Claro, algo tan extraño a este sistema de valores como la Monarquía, debería de ser molesta. Pero si lo miramos con detenimiento no lo parece tanto.
Para definir una identidad hay que prestar atención a sus límites, el interno y el externo. El límite interno forma parte de la misma realidad que intentamos definir como realidad –y por tanto no deberíamos de poder definir la identidad de un todo con tan solo una parte de él-, pero la Realidad (con mayúsculas), eso que es mas real que la realidad misma (otra vez Hegel), eso que se escapa a toda posible simbolización, suele andar en el límite externo, en algo que no es la cosa misma. ¿Mucho lío? ¿No estamos acostumbrados a decir que mi libertad termina donde empieza la tuya? O sea, ¿no definimos entonces –identificamos el ámbito de mi libertad- gracias al concepto límite de tu libertad? Pues eso. Si pintamos varias rayas negras en un papel blanco, podemos distinguirlas, definirlas, más por el blanco del papel que las limita que por su propio trazo.
La Monarquía cumple ese papel de point de capiton (Lacan). Para dar fuerza de identidad a la democracia (como se ve, nada de tradición, nada de símbolo, nada de convención social), necesitamos esencialmente algo que contravenga los principios de ese sistema. Y para darle continuidad y que se mantenga pacíficamente enfrentado ha de ser defendido y, en cierto modo, alimentado por el sistema que lo aloja; como se alojan las vacunas en el cuerpo, para evitar infecciones mayores.
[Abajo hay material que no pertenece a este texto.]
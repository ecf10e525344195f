//! Firebird access through the Firebird ODBC driver.
//!
//! **Requirements:**
//! - The `odbc` feature must be enabled
//! - The Firebird ODBC driver must be installed and registered under the
//!   name in `connection.odbc_driver`
//!
//! Values are fetched through text row sets. The driver renders binary
//! columns as hex text, which is decoded back into bytes here. A cell longer
//! than its buffer is reported as a value error for that row.
//!
//! Statement text is sent in the connection charset. Diagnostics with
//! SQLSTATE class `08` are connection failures; any other diagnostic is a
//! refused statement.
//!
//! With autocommit off every statement runs in the driver's implicit
//! transaction, so session-level `SET` statements are not isolated from it.

use std::borrow::Cow;
use std::collections::VecDeque;
use std::str::FromStr;

use async_trait::async_trait;
use chrono::{NaiveDate, NaiveDateTime};
use odbc_api::{
    buffers::{Indicator, TextRowSet},
    handles::{AsStatementRef, Record, Statement},
    sys::SqlReturn,
    BlockCursor, Connection, ConnectionOptions, Cursor, DataType, Environment,
    ResultSetMetadata,
};
use rust_decimal::Decimal;
use tracing::{debug, info};

use crate::codec::Codecs;
use crate::config::ConnectionConfig;
use crate::core::{
    ColumnDescriptor, Row, RowSource, SourceEncoding, SqlSession, TypeCategory, TypedValue,
};
use crate::error::{DumpError, Result};

use super::FirebirdDialect;

/// Rows fetched per round trip.
const FETCH_BATCH_ROWS: usize = 500;

/// Upper bound for one text cell, in bytes.
const MAX_CELL_BYTES: usize = 65536;

/// Connections live for the whole process; the environment is leaked so
/// they can borrow it for `'static`.
fn environment() -> Result<&'static Environment> {
    let env = Environment::new().map_err(|e| {
        DumpError::Database(format!(
            "Failed to create ODBC environment: {}. \
             Make sure the Firebird ODBC driver is installed.",
            e
        ))
    })?;
    Ok(Box::leak(Box::new(env)))
}

fn connect(conn: &ConnectionConfig, charset: &str) -> Result<Connection<'static>> {
    let env = environment()?;
    let connection_string = FirebirdDialect::new().odbc_connection_string(conn, charset);

    debug!(
        "ODBC connection string (credentials hidden): DRIVER={{{}}};DBNAME={};CHARSET={};...",
        conn.odbc_driver,
        conn.data_source(),
        charset
    );

    let connection = env
        .connect_with_connection_string(&connection_string, ConnectionOptions::default())
        .map_err(|e| {
            DumpError::Database(format!(
                "Failed to connect to {} via ODBC: {}. Check the database path, user and password.",
                conn.data_source(),
                e
            ))
        })?;

    info!("Connected to Firebird via ODBC: {}", conn.data_source());
    Ok(connection)
}

/// Import session over one ODBC connection with autocommit off.
pub struct OdbcSession {
    conn: Connection<'static>,
    codecs: Codecs,
}

// SAFETY: the session owns its connection handle exclusively and is only
// used from one task at a time; ODBC connection handles may move between
// threads when not used concurrently.
unsafe impl Send for OdbcSession {}

impl OdbcSession {
    /// Connect with the given session charset.
    pub fn connect(conn: &ConnectionConfig, charset: &str) -> Result<Self> {
        let connection = connect(conn, charset)?;
        connection
            .set_autocommit(false)
            .map_err(|e| DumpError::Database(format!("Failed to disable autocommit: {}", e)))?;
        Ok(Self {
            conn: connection,
            codecs: Codecs::for_charset(charset),
        })
    }

    /// Run one statement with its text in the connection charset.
    fn run_statement(&mut self, sql: &str) -> Result<()> {
        match self.codecs.encode_statement(sql)? {
            Cow::Borrowed(_) => {
                self.conn.execute(sql, ()).map_err(classify_error)?;
                Ok(())
            }
            Cow::Owned(text) => exec_direct(&self.conn, &text),
        }
    }
}

/// Execute statement text that is not valid UTF-8 through `SQLExecDirect`.
fn exec_direct(conn: &Connection<'static>, text: &[u8]) -> Result<()> {
    let length = i32::try_from(text.len())
        .map_err(|_| DumpError::Rejected("statement text is too long".to_string()))?;
    let mut prepared = conn.preallocate().map_err(classify_error)?;
    let stmt = prepared.as_stmt_ref();

    // SAFETY: the statement handle is allocated and owned by `prepared`, and
    // `text` outlives the call. The driver does not keep the pointer.
    let ret = unsafe { odbc_api::sys::SQLExecDirect(stmt.as_sys(), text.as_ptr(), length) };

    match ret {
        SqlReturn::SUCCESS | SqlReturn::SUCCESS_WITH_INFO | SqlReturn::NO_DATA => Ok(()),
        _ => {
            let mut record = Record::with_capacity(512);
            if record.fill_from(&stmt, 1) {
                Err(classify_state(record.state.as_str(), record.to_string()))
            } else {
                Err(DumpError::Rejected(
                    "statement failed without a diagnostic record".to_string(),
                ))
            }
        }
    }
}

fn classify_error(e: odbc_api::Error) -> DumpError {
    match &e {
        odbc_api::Error::Diagnostics { record, .. } => {
            classify_state(record.state.as_str(), e.to_string())
        }
        _ => DumpError::database(e),
    }
}

/// SQLSTATE class `08` means the connection is gone.
fn classify_state(state: &str, message: String) -> DumpError {
    if state.starts_with("08") {
        DumpError::Database(message)
    } else {
        DumpError::Rejected(message)
    }
}

#[async_trait]
impl SqlSession for OdbcSession {
    async fn begin(&mut self) -> Result<()> {
        // Autocommit is off: the driver opens a transaction on first use.
        Ok(())
    }

    async fn commit(&mut self) -> Result<()> {
        self.conn
            .commit()
            .map_err(|e| DumpError::Database(format!("Commit failed: {}", e)))
    }

    async fn execute(&mut self, sql: &str) -> Result<()> {
        self.run_statement(sql)
    }

    async fn execute_session(&mut self, sql: &str) -> Result<()> {
        self.run_statement(sql)
    }

    async fn query_strings(&mut self, sql: &str) -> Result<Vec<String>> {
        let mut values = Vec::new();

        if let Some(mut cursor) = self.conn.execute(sql, ()).map_err(|e| {
            DumpError::Database(format!("ODBC query failed: {} - SQL: {}", e, sql))
        })? {
            let mut buffers = TextRowSet::for_cursor(256, &mut cursor, Some(1024))
                .map_err(|e| DumpError::Database(format!("Failed to create row buffer: {}", e)))?;
            let mut row_cursor = cursor
                .bind_buffer(&mut buffers)
                .map_err(|e| DumpError::Database(format!("Failed to bind buffer: {}", e)))?;

            while let Some(batch) = row_cursor
                .fetch()
                .map_err(|e| DumpError::Database(format!("Failed to fetch rows: {}", e)))?
            {
                for row_idx in 0..batch.num_rows() {
                    if let Some(bytes) = batch.at(0, row_idx) {
                        values.push(String::from_utf8_lossy(bytes).trim().to_string());
                    }
                }
            }
        }

        Ok(values)
    }
}

/// Export cursor over an ODBC result set.
pub struct OdbcRowSource<C: Cursor> {
    cursor: BlockCursor<C, TextRowSet>,
    columns: Vec<ColumnDescriptor>,
    pending: VecDeque<Result<Row>>,
    exhausted: bool,
}

// SAFETY: the cursor owns its statement and connection handles exclusively
// and the row source is only driven from one task at a time.
unsafe impl<C: Cursor> Send for OdbcRowSource<C> {}

/// Connect, run `query` and return a cursor over its rows.
pub fn open_row_source(
    conn: &ConnectionConfig,
    charset: &str,
    query: &str,
) -> Result<Box<dyn RowSource>> {
    let connection = connect(conn, charset)?;

    let mut cursor = connection
        .into_cursor(query, ())
        .map_err(|e| DumpError::Database(format!("ODBC query failed: {} - SQL: {}", e, query)))?
        .ok_or_else(|| DumpError::Database(format!("Query returned no result set: {}", query)))?;

    let columns = describe_columns(&mut cursor)?;
    let buffers = TextRowSet::for_cursor(FETCH_BATCH_ROWS, &mut cursor, Some(MAX_CELL_BYTES))
        .map_err(|e| DumpError::Database(format!("Failed to create row buffer: {}", e)))?;
    let cursor = cursor
        .bind_buffer(buffers)
        .map_err(|e| DumpError::Database(format!("Failed to bind buffer: {}", e)))?;

    Ok(Box::new(OdbcRowSource {
        cursor,
        columns,
        pending: VecDeque::with_capacity(FETCH_BATCH_ROWS),
        exhausted: false,
    }))
}

impl<C: Cursor> OdbcRowSource<C> {
    fn fill(&mut self) -> Result<()> {
        let batch = self
            .cursor
            .fetch()
            .map_err(|e| DumpError::Database(format!("Failed to fetch rows: {}", e)))?;

        let Some(batch) = batch else {
            self.exhausted = true;
            return Ok(());
        };

        for row_idx in 0..batch.num_rows() {
            let row = self
                .columns
                .iter()
                .map(|col| {
                    let max_len = batch.max_len(col.position);
                    if is_truncated(batch.indicator_at(col.position, row_idx), max_len) {
                        return Err(DumpError::value(
                            &col.name,
                            format!("value longer than {} bytes was truncated by the driver", max_len),
                        ));
                    }
                    Ok(convert_cell(batch.at(col.position, row_idx), col))
                })
                .collect();
            self.pending.push_back(row);
        }
        Ok(())
    }
}

#[async_trait]
impl<C: Cursor + 'static> RowSource for OdbcRowSource<C> {
    fn columns(&self) -> &[ColumnDescriptor] {
        &self.columns
    }

    async fn next_row(&mut self) -> Result<Option<Row>> {
        while self.pending.is_empty() && !self.exhausted {
            self.fill()?;
        }
        self.pending.pop_front().transpose()
    }
}

fn describe_columns(cursor: &mut impl ResultSetMetadata) -> Result<Vec<ColumnDescriptor>> {
    let num_cols = cursor
        .num_result_cols()
        .map_err(|e| DumpError::Database(format!("Failed to get column count: {}", e)))?;

    (1..=num_cols as u16)
        .map(|i| {
            let name = cursor
                .col_name(i)
                .map_err(|e| DumpError::Database(format!("Failed to get column name: {}", e)))?;
            let data_type = cursor
                .col_data_type(i)
                .map_err(|e| DumpError::Database(format!("Failed to get column type: {}", e)))?;
            let (type_name, surfaced_as_text) = type_name_for(data_type);
            Ok(ColumnDescriptor::new(
                name,
                type_name,
                usize::from(i - 1),
                surfaced_as_text,
            ))
        })
        .collect()
}

/// Whether the driver cut a cell down to its `max_len` byte buffer.
fn is_truncated(indicator: Indicator, max_len: usize) -> bool {
    match indicator {
        Indicator::Null => false,
        Indicator::NoTotal => true,
        Indicator::Length(len) => len > max_len,
    }
}

/// Catalogue-style type name for an ODBC data type.
fn type_name_for(data_type: DataType) -> (&'static str, bool) {
    match data_type {
        DataType::SmallInt => ("SMALLINT", false),
        DataType::Integer => ("INTEGER", false),
        DataType::BigInt => ("BIGINT", false),
        DataType::Numeric { .. } => ("NUMERIC", false),
        DataType::Decimal { .. } => ("DECIMAL", false),
        DataType::Date => ("DATE", false),
        DataType::Timestamp { .. } => ("TIMESTAMP", false),
        DataType::LongVarchar { .. } => ("BLOB", true),
        DataType::LongVarbinary { .. } | DataType::Varbinary { .. } | DataType::Binary { .. } => {
            ("BLOB", false)
        }
        DataType::Char { .. } => ("CHAR", false),
        _ => ("VARCHAR", false),
    }
}

/// Convert one text cell into a typed value for its column.
///
/// Cells that do not parse under their column's category are kept as text.
fn convert_cell(cell: Option<&[u8]>, column: &ColumnDescriptor) -> TypedValue {
    let Some(bytes) = cell else {
        return TypedValue::Null;
    };
    let native_text = || TypedValue::text_bytes(bytes.to_vec(), SourceEncoding::Native);
    let Ok(text) = std::str::from_utf8(bytes) else {
        return match column.category {
            TypeCategory::Blob => TypedValue::Binary(bytes.to_vec()),
            _ => native_text(),
        };
    };
    let text = text.trim();

    match column.category {
        TypeCategory::Integer => text
            .parse::<i64>()
            .map(TypedValue::Integer)
            .unwrap_or_else(|_| native_text()),
        TypeCategory::Decimal => Decimal::from_str(text)
            .map(TypedValue::Decimal)
            .unwrap_or_else(|_| native_text()),
        TypeCategory::Date => NaiveDate::parse_from_str(text, "%Y-%m-%d")
            .map(TypedValue::Date)
            .unwrap_or_else(|_| native_text()),
        TypeCategory::Timestamp => NaiveDateTime::parse_from_str(text, "%Y-%m-%d %H:%M:%S%.f")
            .map(TypedValue::Timestamp)
            .unwrap_or_else(|_| native_text()),
        TypeCategory::Blob => hex::decode(text)
            .map(TypedValue::Binary)
            .unwrap_or_else(|_| TypedValue::Binary(bytes.to_vec())),
        TypeCategory::Text => native_text(),
    }
}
Cuando los sistemas democráticos no se enfrentan a sus contrapuestos observándoles con la naturalidad de la diversidad, pueden surgir movimientos enfrentados y violentos que ponen en peligro la propia democracia. Los fascismos encontraron el apoyo de intelectuales de gran talla (Heidegger sin ir más lejos, y luego el pobre se pasó el resto de la vida evitando explicarlo, como si tuviera que justificarse, y ese hubiera sido su pecado, pese a lo que pensara Marcuse, o a la insidiosa caridad paternalista de Char), porque esperaban que fueran ese contrapunto necesario para que un sistema se desarrolle sano, fuerte y sabio.
Por tanto, ¿qué hay más alejado de una sociedad premiadora del esfuerzo y organizadora del poder de modo distribuido, que un poder de jefatura de estado centrado en una sola persona, sin méritos demostrados –en los momentos de las coronaciones, los monarcas lo tienen todo por demostrar-, y del modo más arbitrario posible, el linaje?
Pues ahí quería yo llegar a defender el papel de la Monarquía como excrecencia necesaria, como un tumorcillo que nos hace apreciar más sanos el resto de nuestros miembros. Sin importar su capacidad personal. Eso, como se ha visto, es lo menos importante, y es tranquilizante que así sea.
De otro modo no creo que los Borbones hubieran llegado a tanto.